Last year, a recall contributed to a nationwide shortage in flu shots.
"We've had no trouble with our deliveries," said Nancy Tausz, disease containment division director for the Johnson County Health Department. "Right now we're waiting on another delivery, so we've got just a little bit left."
The flu season traditionally runs from October to March, Tausz said, and it takes several weeks after getting the vaccine for it to be effective. Health officials recommend people age 65 and older, children with chronic heart or lung conditions, pregnant women or those with compromised immune systems get flu shots.
Tausz said the health department offers shots to children and adults for $20 per shot. Children in low-income families can also get assistance for flu shots. The Johnson County Health Department has two locations: 6000 Lamar, Suite 140, Mission and 11874 S. Sunset, Suite 300, Olathe.

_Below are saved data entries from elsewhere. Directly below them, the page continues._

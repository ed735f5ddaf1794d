//! Shared traits
//!
//! `Validatable` is implemented by the parts of a blueprint that can check
//! themselves in isolation (entities, fields, permission blocks). Checks
//! that need the whole blueprint live in the rule engine of `blueprint_ir`.

use crate::error::EngineResult;

/// Self-contained consistency check
pub trait Validatable {
    /// First problem found, if any
    fn validate(&self) -> EngineResult<()>;

    fn is_valid(&self) -> bool {
        self.validate().is_ok()
    }
}

#[cfg(test)]
mod tests {
    use super::*;
    use crate::error::EngineError;

    struct Column(&'static str);

    impl Validatable for Column {
        fn validate(&self) -> EngineResult<()> {
            if crate::naming::is_identifier(self.0) {
                Ok(())
            } else {
                Err(EngineError::validation(format!("'{}' is not a column name", self.0)))
            }
        }
    }

    #[test]
    fn test_is_valid_follows_validate() {
        assert!(Column("unit_price").is_valid());
        assert!(!Column("unit price").is_valid());
    }
}
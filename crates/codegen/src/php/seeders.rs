//! Seeder generation
//!
//! - one seeder per entity, seeding through its factory
//! - `<Module>DatabaseSeeder` calling the entity seeders in dependency order
//! - `<Module>PermissionSeeder` creating permissions and role grants, when
//!   the blueprint configures permissions

use crate::GeneratedFile;
use crate::context::GenerationContext;
use crate::templates::{StubKind, StubRenderer};
use crate::views::ModuleViews;
use blueprint_core::EngineResult;
use minijinja::context;
use serde::Serialize;

/// Records each entity seeder creates
pub const SEED_COUNT: usize = 10;

/// Guard the permissions are created for
const GUARD: &str = "web";

#[derive(Debug, Serialize)]
struct RoleView {
    name: String,
    permissions: Vec<String>,
}

/// Generate entity, module and permission seeders
pub fn generate_seeders(
    ctx: &GenerationContext,
    views: &ModuleViews,
    stubs: &StubRenderer,
) -> EngineResult<Vec<GeneratedFile>> {
    let mut files = Vec::new();
    let mut seeders = Vec::new();

    // entity seeders call factories
    if ctx.config.generate_seeders && ctx.config.generate_factories {
        for (info, entity) in views.pairs(ctx) {
            let content = stubs.render(
                StubKind::Seeder,
                context! {
                    module => &views.module,
                    entity => entity,
                    seed_count => SEED_COUNT,
                },
            )?;
            files.push(GeneratedFile::php(info.seeder_path(), content));
            seeders.push(format!("{}Seeder", entity.name));
        }
    }

    let content = stubs.render(
        StubKind::ModuleSeeder,
        context! { module => &views.module, seeders => seeders },
    )?;
    files.push(GeneratedFile::php(
        ctx.module_path(&format!("Database/Seeders/{}.php", ctx.module_seeder_class())),
        content,
    ));

    if let Some(perms) = ctx.permissions() {
        let roles: Vec<RoleView> = perms
            .role_permissions()
            .into_iter()
            .map(|(name, permissions)| RoleView { name, permissions })
            .collect();
        let content = stubs.render(
            StubKind::PermissionSeeder,
            context! {
                module => &views.module,
                permissions => perms.permission_names(),
                roles => roles,
                guard => GUARD,
            },
        )?;
        files.push(GeneratedFile::php(
            ctx.module_path(&format!(
                "Database/Seeders/{}.php",
                ctx.permission_seeder_class()
            )),
            content,
        ));
    }

    Ok(files)
}
//! # Blueprint IR (Intermediate Representation)
//!
//! This crate provides the intermediate representation of a module
//! blueprint: the normalized description the generator consumes, however
//! it was supplied (JSON config, inline field list or interactive prompts).
//!
//! ## Core Concepts
//!
//! - **Entity**: A model that maps to a database table (e.g., Warehouse, Location)
//! - **Field**: A column of an entity (e.g., code, capacity)
//! - **ComputedField**: A read-only attribute derived from numeric columns
//! - **Relationship**: A directionless pair plus cardinality (one-to-one, one-to-many, many-to-many)
//! - **PermissionConfig**: Permission names and role grants for the module
//! - **Blueprint**: The root container that holds all module data
//!

// Module declarations
pub mod blueprint;
pub mod computed;
pub mod entity;
pub mod field;
pub mod field_spec;
pub mod interactive;
pub mod permissions;
pub mod relationship;
pub mod serialization;
pub mod validation;

// Re-export commonly used types at crate root
pub use blueprint::Blueprint;
pub use computed::ComputedField;
pub use entity::Entity;
pub use field::Field;
pub use field_spec::{parse_field, parse_fields};
pub use interactive::{LinePrompter, Prompter, collect_blueprint};
pub use permissions::{DEFAULT_ACTIONS, PermissionConfig, RoleGrants};
pub use relationship::Relationship;
pub use serialization::{
    SNAPSHOT_FILE, load_config, load_snapshot, parse_config, save_snapshot, snapshot_from_str,
    snapshot_to_string,
};
pub use validation::{ValidationResult, ValidationRule, Validator, validate_blueprint};

// Re-export core types that are commonly used with IR
pub use blueprint_core::{
    Cardinality, EngineError, EngineResult, FieldType, ReferentialAction, RelationKind,
};

/// Current schema version for module snapshots
pub const SCHEMA_VERSION: u32 = 1;

/// Crate version
pub const VERSION: &str = env!("CARGO_PKG_VERSION");

// ============================================================================
// Prelude Module
// ============================================================================

/// Convenient re-exports for common usage
pub mod prelude {
    pub use crate::{
        Blueprint,
        // Re-exported from core
        Cardinality,
        EngineError,
        EngineResult,
        // Core types
        Entity,
        Field,
        FieldType,
        PermissionConfig,
        ReferentialAction,
        RelationKind,
        Relationship,
        // Parsing
        load_config,
        parse_fields,
        validate_blueprint,
    };
}

// ============================================================================
// Tests
// ============================================================================

#[cfg(test)]
mod tests {
    use super::*;

    #[test]
    fn test_schema_version() {
        assert_eq!(SCHEMA_VERSION, 1);
    }

    #[test]
    fn test_prelude_builds_blueprint() {
        use crate::prelude::*;
        let blueprint = Blueprint::new("Sales")
            .with_entity(Entity::new("Customer").with_field(Field::new("name", FieldType::String)));
        assert!(validate_blueprint(&blueprint).valid);
    }
}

"We do get some vaccine from the state for that," she said. "The vaccine is free from the state but there is a $14 administration fee, but that is waived if you're not able to pay."
Tausz said health care providers and companies also provide flu shots for a fee. Healthy Solutions Incorporated will provide flu shots to the public from 2 to 5 p.m. Nov. 17 at the De Soto Community Center, 32905 W. 84th St. According to their agreement with the community center, flu shots will be offered for no charge if the primary insurance is Medicare, Coventry, or Humana or the patient has a Blue Cross Blue Shield of Kansas City voucher. All others will pay $25.
Mill Valley High School nurse Chris McPherson said the school does not offer flu shots to students. She said students should contact their health care provider or the Johnson County Health Department for flu shots.
McPherson said many people mistake a common cold or virus for the flu.
"People use the word flu as a generic term," she said. "They'll use it as a catch-all. You might just have an upper respiratory infection that's not the flu."
She said symptoms for the flu include aches and pains, fever, sweats, chills, muscle and joint pains, fatigue and weakness, sore throat and coughing.
For a complete list, visit the Center for Disease Control's Web site at www.cdc.gov
McPherson said the best way to avoid the flu or any other type of illness is hand washing.
"We don't recommend school-age children for flu shots unless they have any type of chronic illness, like asthma, or anybody who lives with someone who is immuno-compromised," she said.